Question

deseq2 + filtering low counts with noiseq function

1

Entering edit mode

andreia ▴ 10

@andreia-23745

Last seen 2.1 years ago

Portugal

Hi there,

I am having some doubts about filtering low counts. I already read and read ... papers, questions in forums and i still have the same issue. I know that deseq2 has the independent filtering in the results() however after trying different alpha thresholds my results differs on number of DEGs ok but not quite the genes that my client looking for :) i know, i know this is the result, if dont appear its because its not suppose too! However, if i apply the method 2 of filtering with noiseq package i got the genes that client want! This method was applied before the normalization which removed alot of genes... My question is can i use the noiseq filter or just give the results that i got only with independent filter from deseq2?

Thanks in advance.

deseq2 noiseq lowcounts rnaseq • 1.7k views

ADD COMMENT • link updated 2.3 years ago by Michael Love 41k • written 3.6 years ago by andreia ▴ 10

score 0 · Answer 1 · 2020-09-12

0

Entering edit mode

Michael Love 41k

@mikelove

Last seen 19 hours ago

United States

I advise users to not try too many choices when desiring a certain outcome. See: “garden of forking paths” and issues with replication.
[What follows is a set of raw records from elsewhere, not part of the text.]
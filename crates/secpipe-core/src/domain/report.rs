//! Run report: everything the notifier and the summary artifact need.

use std::fmt::Write as _;
use std::path::{Path, PathBuf};

use chrono::{DateTime, Utc};
use serde::{Deserialize, Serialize};
use sha2::{Digest, Sha256};

use super::context::RunContext;
use super::outcome::{RunStatus, StageResult};
use crate::error::Result;

/// File name of the JSON run summary written next to the other reports.
pub const SUMMARY_FILE: &str = "secpipe-summary.json";

/// Aggregate result of an entire pipeline run.
#[derive(Debug, Clone, Serialize, Deserialize, PartialEq)]
pub struct RunReport {
    /// Identity of the run.
    pub context: RunContext,

    /// Terminal status.
    pub status: RunStatus,

    /// Per-stage results in execution order.
    pub stages: Vec<StageResult>,

    /// SHA-256 digest of the ordered stage plan (deterministic).
    pub plan_digest: String,

    /// Total wall-clock duration in milliseconds.
    pub duration_ms: u64,

    /// When the run reached its terminal status.
    pub finished_at: DateTime<Utc>,
}

impl RunReport {
    pub fn new(
        context: RunContext,
        status: RunStatus,
        stages: Vec<StageResult>,
        plan: &[&str],
        duration_ms: u64,
    ) -> Self {
        Self {
            context,
            status,
            stages,
            plan_digest: compute_plan_digest(plan),
            duration_ms,
            finished_at: Utc::now(),
        }
    }

    /// Number of stages that succeeded.
    pub fn passed_count(&self) -> usize {
        self.stages.iter().filter(|s| s.passed()).count()
    }

    /// Report files produced by the run that still exist on disk, in stage order.
    pub fn artifacts(&self) -> Vec<PathBuf> {
        self.stages
            .iter()
            .flat_map(|s| s.reports.iter())
            .filter(|p| p.is_file())
            .cloned()
            .collect()
    }

    /// One-line headline used as chat message title and email subject.
    pub fn headline(&self) -> String {
        format!(
            "{} #{} {} ({})",
            self.context.image.name,
            self.context.build_number,
            self.status,
            short_commit(&self.context.commit)
        )
    }

    /// Plain-text body listing each executed stage.
    pub fn render_text(&self) -> String {
        let mut out = String::new();
        let _ = writeln!(out, "{}", self.headline());
        let _ = writeln!(out, "Run: {}", self.context.run_id);
        let _ = writeln!(out, "Commit: {}", self.context.commit);
        let _ = writeln!(out, "Image: {}", self.context.image.reference());
        let _ = writeln!(out, "Scan variant: {}", self.context.variant);
        let _ = writeln!(out, "Duration: {}ms", self.duration_ms);
        let _ = writeln!(out);
        for stage in &self.stages {
            let _ = write!(
                out,
                "  [{}] {} ({}ms",
                stage.outcome.label(),
                stage.stage,
                stage.duration_ms
            );
            if stage.attempts > 1 {
                let _ = write!(out, ", {} attempts", stage.attempts);
            }
            let _ = write!(out, ")");
            if let Some(reason) = stage.outcome.reason() {
                let _ = write!(out, ": {reason}");
            }
            let _ = writeln!(out);
        }
        let _ = writeln!(out);
        let _ = writeln!(
            out,
            "Summary: {}/{} stages passed",
            self.passed_count(),
            self.stages.len()
        );
        out
    }

    /// Write the report as pretty JSON, creating parent directories.
    pub fn write_json(&self, path: &Path) -> Result<()> {
        if let Some(parent) = path.parent() {
            std::fs::create_dir_all(parent)?;
        }
        let json = serde_json::to_vec_pretty(self)?;
        std::fs::write(path, json)?;
        Ok(())
    }
}

/// Compute deterministic digest of ordered stage names.
pub fn compute_plan_digest(stages: &[&str]) -> String {
    let mut hasher = Sha256::new();
    for stage in stages {
        hasher.update(stage.as_bytes());
        hasher.update(b"\0");
    }
    hex::encode(hasher.finalize())
}

fn short_commit(commit: &str) -> &str {
    commit.get(..12).unwrap_or(commit)
}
ADD COMMENT • link 3.6 years ago Michael Love 41k

1

Entering edit mode

Thank you for mentioning the "garden of forking paths" here regarding this issue.

However I have troubles on translating this into bioinformatics. Does the article and your comment mean that a researcher should not perform two individual DGE analysis with parametric and non-parametric tool such as with DESeq2 and NOISeq because there is the risk of unintentional p-hacking or is it considered unintentional p-hacking to perform both analyses even when both results are reported? Or is it purely about how straight forward conclusions you make based on the data?

I prefer and recommend to test any bioinformatic results experimentally anyway since analysis workflow affect the results too and can lead to false positives.

ADD REPLY • link 2.3 years ago bioinformatic_trainee ▴ 10

1

Entering edit mode

"because there is the risk of unintentional p-hacking or is it considered unintentional p-hacking to perform both analyses"

Yes, exactly, it's not a good idea to try running multiple methods to see which comes closer to the expected outcome.

"I prefer and recommend to test any bioinformatic results experimentally"

I likewise prefer to test bioinformatic tools on experimental datasets where truth is known (at least partially). Benchmarking methods is one of my main research interests. But it's critical to do this type of testing on a pilot dataset or on an independent benchmarking dataset.

I don't recommend to do testing of multiple tools or options on the primary dataset and then report only the results that were in concordance with prior expectations.

ADD REPLY • link 2.3 years ago Michael Love 41k

0

Entering edit mode

Thank you for your answer. I am just wondering that parametric and non-parametric methods produce somewhat different results anyway and I've been told that non-parametric methods on DGE should not be used alone. If generally parametric DGE tools are preferred when it is ok to use non-parametric method as a single method by your opinion?

Honestly, I couldn't understand why using two different methods is bad if all results are reported and discussed on the possible publication as in Kim et al. 2019 "Transcriptome analysis after PPARγ activation in human meibomian gland epithelial cells (hMGEC)" (DOI: 10.1016/j.jtos.2019.02.003).

EDIT: I want to stress that I am talking about hypothesis of performing two independent analysis which doesn't combine filtering method from the other etc.

ADD REPLY • link 2.3 years ago bioinformatic_trainee ▴ 10

0

Entering edit mode

Nothing especially concerning about nonparametric methods in my opinion, except that with very low sample size they lose sensitivity. E.g. you won't be able to detect differences in 2 vs 2, where the parametric models can eke out an answer by borrowing information about parameters across features.

We have been using a method built upon SAMseq recently, and it performs well and competitively with parametric models in 5 vs 5 and so on. When the distribution of data is not a good match to a parametric distribution, sometimes the nonparametric methods can outperform in terms of sensitivity at a fixed error rate.

I don't have much more to say than what I've already said about trying out multiple methods on the same dataset. I think again that this is useful for benchmarking on pilot experiments, or independent datasets, but I don't recommend to do this forking paths approach on the primary dataset. Running methods A, B, C, etc. and then seeing which set of results conforms most to prior expectations on the primary dataset is problematic for me.